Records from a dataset
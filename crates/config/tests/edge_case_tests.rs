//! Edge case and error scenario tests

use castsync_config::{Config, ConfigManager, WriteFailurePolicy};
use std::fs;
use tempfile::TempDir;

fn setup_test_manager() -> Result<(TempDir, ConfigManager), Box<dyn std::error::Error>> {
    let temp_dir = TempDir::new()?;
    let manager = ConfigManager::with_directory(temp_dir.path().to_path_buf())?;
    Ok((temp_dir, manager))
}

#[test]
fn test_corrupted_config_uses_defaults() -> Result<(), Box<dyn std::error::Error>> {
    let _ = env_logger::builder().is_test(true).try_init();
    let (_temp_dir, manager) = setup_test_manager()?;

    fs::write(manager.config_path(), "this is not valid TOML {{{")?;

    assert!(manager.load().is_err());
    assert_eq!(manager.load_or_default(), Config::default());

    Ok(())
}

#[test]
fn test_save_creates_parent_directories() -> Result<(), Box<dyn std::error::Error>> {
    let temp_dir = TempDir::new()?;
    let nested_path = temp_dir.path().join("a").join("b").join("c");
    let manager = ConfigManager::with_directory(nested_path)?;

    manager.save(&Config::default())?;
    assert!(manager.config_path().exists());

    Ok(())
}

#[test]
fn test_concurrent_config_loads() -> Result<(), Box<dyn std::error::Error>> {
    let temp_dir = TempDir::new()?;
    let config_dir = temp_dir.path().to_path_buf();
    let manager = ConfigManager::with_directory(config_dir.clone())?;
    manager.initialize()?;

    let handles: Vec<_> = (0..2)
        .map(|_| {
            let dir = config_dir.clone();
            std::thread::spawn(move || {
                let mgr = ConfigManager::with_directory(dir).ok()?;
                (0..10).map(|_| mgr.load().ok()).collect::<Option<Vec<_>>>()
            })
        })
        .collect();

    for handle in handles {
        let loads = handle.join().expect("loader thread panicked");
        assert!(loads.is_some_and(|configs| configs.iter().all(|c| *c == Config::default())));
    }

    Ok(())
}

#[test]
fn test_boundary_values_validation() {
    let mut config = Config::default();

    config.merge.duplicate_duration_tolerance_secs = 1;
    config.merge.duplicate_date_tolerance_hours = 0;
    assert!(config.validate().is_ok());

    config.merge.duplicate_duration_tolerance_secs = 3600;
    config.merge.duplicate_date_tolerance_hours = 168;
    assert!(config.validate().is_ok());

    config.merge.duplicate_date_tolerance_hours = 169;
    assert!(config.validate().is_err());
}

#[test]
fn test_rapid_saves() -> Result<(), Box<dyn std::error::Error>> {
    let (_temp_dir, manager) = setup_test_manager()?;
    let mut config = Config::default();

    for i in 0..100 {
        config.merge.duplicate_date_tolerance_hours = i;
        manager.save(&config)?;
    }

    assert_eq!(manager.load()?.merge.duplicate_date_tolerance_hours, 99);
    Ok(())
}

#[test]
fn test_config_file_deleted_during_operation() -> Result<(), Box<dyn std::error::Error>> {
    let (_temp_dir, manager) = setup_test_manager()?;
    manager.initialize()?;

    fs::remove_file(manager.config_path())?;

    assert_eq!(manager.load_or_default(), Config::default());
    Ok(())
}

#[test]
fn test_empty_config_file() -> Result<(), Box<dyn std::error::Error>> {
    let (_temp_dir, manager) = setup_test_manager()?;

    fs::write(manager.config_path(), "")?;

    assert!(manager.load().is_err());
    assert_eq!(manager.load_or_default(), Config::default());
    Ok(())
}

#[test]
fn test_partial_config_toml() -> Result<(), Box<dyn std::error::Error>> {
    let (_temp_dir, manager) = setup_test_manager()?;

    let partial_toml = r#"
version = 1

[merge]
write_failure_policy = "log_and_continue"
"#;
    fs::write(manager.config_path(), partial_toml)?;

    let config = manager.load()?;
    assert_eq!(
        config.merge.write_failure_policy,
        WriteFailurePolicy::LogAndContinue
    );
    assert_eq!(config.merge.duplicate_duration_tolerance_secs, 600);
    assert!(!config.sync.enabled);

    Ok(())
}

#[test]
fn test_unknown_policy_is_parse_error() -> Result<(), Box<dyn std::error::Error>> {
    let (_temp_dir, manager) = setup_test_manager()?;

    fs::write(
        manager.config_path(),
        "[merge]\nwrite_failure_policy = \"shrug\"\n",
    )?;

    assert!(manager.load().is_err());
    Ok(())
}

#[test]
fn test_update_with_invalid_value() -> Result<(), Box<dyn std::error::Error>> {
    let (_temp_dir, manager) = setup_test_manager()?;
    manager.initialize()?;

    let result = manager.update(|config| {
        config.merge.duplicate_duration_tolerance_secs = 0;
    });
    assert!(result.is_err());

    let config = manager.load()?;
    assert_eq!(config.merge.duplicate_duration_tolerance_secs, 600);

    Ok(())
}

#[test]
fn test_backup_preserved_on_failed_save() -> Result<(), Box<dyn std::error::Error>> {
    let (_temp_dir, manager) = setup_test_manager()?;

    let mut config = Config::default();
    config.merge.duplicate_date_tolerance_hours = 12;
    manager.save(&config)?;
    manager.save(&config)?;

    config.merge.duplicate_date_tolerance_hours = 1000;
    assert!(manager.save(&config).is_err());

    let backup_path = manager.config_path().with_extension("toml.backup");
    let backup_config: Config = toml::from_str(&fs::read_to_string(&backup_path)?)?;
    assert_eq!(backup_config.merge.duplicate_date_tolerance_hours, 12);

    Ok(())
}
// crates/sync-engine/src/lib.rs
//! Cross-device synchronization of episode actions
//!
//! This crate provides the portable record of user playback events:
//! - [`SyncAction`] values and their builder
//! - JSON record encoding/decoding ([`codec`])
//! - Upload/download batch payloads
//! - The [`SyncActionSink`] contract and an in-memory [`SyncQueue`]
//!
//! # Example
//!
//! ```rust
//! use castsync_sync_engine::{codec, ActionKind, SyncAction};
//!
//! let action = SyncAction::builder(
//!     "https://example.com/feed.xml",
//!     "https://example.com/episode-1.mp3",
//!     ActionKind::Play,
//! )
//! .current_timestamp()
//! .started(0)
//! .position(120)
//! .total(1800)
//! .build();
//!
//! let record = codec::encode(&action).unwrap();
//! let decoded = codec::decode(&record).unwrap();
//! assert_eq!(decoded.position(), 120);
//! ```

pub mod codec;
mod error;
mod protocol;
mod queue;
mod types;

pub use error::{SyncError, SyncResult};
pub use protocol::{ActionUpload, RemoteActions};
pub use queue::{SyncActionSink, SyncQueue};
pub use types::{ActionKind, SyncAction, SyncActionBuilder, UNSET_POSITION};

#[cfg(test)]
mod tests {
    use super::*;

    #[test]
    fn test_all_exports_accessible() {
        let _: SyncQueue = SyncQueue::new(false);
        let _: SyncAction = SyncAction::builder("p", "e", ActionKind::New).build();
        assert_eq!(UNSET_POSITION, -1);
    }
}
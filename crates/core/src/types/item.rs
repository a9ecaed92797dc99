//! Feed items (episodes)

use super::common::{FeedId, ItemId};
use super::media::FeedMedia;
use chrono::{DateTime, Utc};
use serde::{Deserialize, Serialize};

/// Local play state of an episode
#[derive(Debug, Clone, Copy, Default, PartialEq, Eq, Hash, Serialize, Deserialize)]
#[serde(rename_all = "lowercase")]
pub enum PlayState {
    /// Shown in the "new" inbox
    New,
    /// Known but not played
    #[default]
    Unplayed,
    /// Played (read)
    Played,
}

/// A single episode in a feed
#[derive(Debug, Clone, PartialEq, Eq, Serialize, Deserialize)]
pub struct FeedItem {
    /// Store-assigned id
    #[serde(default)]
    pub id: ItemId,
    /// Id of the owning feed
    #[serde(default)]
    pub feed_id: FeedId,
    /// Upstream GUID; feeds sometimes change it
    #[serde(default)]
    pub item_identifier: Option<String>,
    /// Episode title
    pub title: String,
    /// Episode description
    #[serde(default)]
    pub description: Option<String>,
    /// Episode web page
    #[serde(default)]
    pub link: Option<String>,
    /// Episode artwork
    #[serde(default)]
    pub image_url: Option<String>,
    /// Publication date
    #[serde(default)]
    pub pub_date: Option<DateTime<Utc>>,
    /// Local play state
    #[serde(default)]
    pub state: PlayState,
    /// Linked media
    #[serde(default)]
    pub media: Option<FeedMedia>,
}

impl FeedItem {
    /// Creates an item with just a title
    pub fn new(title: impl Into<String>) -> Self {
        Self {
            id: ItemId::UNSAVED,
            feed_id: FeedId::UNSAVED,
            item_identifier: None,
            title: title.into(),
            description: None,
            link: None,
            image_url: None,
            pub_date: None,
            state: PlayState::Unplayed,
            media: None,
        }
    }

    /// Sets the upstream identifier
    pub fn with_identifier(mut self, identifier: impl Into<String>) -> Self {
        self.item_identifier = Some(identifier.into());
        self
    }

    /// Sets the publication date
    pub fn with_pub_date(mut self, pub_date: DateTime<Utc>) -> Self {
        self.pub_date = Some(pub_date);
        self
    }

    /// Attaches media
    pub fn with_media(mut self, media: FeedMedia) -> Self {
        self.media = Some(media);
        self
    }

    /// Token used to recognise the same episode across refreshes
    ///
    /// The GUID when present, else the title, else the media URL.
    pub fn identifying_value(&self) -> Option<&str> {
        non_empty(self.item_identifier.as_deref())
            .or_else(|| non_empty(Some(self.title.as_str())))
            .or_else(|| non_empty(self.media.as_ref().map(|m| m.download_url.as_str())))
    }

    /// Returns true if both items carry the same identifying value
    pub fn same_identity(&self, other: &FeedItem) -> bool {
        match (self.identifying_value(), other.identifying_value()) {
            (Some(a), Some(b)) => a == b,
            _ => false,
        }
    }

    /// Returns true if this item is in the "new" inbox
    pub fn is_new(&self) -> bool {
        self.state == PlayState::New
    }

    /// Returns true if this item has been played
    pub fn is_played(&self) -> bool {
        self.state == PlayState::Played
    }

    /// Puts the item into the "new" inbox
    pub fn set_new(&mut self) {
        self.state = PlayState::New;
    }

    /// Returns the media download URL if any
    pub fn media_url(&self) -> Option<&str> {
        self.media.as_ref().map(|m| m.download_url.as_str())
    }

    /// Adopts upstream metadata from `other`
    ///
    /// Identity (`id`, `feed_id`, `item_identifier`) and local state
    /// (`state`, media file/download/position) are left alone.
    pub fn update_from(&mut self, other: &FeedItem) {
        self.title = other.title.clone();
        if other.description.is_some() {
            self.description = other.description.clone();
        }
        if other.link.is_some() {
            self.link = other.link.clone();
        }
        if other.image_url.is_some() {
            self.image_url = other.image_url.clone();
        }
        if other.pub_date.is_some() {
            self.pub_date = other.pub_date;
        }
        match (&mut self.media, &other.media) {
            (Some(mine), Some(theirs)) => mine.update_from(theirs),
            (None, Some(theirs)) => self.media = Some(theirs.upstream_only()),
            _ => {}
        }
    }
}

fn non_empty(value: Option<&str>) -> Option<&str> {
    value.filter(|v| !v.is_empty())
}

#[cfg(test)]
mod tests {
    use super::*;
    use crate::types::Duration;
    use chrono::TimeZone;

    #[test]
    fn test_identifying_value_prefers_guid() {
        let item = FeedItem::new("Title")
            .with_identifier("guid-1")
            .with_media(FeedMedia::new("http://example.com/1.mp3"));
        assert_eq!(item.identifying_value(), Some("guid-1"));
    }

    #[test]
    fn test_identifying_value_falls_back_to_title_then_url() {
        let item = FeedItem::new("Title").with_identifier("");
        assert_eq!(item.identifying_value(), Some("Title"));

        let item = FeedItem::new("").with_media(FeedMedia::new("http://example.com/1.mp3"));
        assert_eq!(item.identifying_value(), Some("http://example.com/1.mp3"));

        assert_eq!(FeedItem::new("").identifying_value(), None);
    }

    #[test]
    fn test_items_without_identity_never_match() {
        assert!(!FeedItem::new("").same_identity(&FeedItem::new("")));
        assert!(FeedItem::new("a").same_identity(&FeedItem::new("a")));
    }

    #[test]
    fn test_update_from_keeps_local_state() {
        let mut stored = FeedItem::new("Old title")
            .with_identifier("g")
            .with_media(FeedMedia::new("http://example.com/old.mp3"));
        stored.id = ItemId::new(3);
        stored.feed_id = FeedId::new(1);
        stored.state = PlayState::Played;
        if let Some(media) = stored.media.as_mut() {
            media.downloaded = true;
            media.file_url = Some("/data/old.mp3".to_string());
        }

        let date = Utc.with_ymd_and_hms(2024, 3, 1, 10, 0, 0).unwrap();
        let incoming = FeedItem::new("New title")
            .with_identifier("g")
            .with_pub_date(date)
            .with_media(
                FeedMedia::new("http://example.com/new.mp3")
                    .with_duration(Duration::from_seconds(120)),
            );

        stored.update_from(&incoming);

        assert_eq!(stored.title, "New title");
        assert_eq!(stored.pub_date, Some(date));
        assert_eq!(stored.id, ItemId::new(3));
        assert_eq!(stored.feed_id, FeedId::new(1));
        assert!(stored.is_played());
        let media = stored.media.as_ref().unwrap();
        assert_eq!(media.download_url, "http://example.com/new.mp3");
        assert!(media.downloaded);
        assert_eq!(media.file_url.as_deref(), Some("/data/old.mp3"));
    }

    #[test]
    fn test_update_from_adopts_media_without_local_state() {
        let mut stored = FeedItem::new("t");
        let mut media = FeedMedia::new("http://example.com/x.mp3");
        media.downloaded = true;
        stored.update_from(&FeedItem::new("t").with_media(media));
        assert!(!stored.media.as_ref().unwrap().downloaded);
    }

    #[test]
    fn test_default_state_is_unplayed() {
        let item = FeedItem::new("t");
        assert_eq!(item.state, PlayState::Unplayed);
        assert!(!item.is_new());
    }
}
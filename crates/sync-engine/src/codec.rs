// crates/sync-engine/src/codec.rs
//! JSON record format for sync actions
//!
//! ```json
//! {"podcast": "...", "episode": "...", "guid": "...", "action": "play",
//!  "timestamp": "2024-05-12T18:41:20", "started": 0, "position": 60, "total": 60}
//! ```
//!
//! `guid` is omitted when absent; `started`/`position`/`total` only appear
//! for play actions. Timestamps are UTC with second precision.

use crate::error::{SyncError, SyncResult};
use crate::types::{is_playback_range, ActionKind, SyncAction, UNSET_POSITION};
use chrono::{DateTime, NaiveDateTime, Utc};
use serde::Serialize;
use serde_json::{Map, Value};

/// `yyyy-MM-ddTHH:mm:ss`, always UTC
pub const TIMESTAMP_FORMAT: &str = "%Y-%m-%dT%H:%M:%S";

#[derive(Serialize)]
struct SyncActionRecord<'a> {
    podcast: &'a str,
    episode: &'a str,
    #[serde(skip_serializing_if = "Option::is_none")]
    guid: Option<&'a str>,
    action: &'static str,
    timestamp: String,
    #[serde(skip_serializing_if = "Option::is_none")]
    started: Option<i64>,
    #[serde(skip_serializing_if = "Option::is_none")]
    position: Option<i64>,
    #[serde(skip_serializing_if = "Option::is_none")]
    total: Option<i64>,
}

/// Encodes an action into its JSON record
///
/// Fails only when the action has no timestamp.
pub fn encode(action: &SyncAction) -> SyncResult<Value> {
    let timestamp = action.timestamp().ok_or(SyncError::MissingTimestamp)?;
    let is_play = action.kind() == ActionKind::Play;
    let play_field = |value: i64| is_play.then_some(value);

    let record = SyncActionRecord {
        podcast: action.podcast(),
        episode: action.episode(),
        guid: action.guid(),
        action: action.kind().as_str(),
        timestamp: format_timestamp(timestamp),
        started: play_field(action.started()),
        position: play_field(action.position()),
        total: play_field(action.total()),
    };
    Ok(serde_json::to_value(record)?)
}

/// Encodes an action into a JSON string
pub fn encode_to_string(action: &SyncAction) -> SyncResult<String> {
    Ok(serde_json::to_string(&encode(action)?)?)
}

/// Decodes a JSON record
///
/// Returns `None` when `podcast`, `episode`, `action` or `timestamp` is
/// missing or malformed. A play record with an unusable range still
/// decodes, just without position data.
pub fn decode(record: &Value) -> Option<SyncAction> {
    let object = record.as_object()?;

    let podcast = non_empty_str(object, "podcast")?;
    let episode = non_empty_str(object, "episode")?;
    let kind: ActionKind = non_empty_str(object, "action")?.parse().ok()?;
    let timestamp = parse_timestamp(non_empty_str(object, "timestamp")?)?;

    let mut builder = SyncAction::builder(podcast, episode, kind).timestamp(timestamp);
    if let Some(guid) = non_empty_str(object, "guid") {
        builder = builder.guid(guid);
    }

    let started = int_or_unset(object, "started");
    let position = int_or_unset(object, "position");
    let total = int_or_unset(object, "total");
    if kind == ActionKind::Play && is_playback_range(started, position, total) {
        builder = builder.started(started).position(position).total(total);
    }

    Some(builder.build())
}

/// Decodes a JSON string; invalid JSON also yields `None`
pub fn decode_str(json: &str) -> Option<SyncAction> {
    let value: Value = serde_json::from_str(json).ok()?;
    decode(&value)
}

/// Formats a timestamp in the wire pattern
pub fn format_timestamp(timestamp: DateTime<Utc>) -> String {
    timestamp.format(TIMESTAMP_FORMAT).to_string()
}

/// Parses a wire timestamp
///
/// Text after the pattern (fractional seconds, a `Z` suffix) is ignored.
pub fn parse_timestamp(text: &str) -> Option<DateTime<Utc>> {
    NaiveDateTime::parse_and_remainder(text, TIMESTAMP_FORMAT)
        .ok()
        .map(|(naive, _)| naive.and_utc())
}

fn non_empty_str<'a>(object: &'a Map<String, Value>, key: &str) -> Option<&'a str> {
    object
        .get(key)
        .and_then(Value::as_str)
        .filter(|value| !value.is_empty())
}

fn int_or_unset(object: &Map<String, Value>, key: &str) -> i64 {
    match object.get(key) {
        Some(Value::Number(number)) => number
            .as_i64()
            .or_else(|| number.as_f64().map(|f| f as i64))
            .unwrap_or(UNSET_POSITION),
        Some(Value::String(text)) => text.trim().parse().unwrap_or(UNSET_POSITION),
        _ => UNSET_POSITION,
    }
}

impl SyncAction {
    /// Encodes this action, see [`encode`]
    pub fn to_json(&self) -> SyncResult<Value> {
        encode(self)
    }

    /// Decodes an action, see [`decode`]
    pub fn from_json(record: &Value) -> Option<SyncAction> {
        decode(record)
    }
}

__TASK TO COMPLETE__: Find the word "types" in the entries, and copy every line it shows up in.

__EXERCISE RESPONSE__:
mod types;
pub use types::{ActionKind, SyncAction, SyncActionBuilder, UNSET_POSITION};
filename crates/core/src/types/item.rs
    use crate::types::Duration;
use crate::types::{is_playback_range, ActionKind, SyncAction, UNSET_POSITION};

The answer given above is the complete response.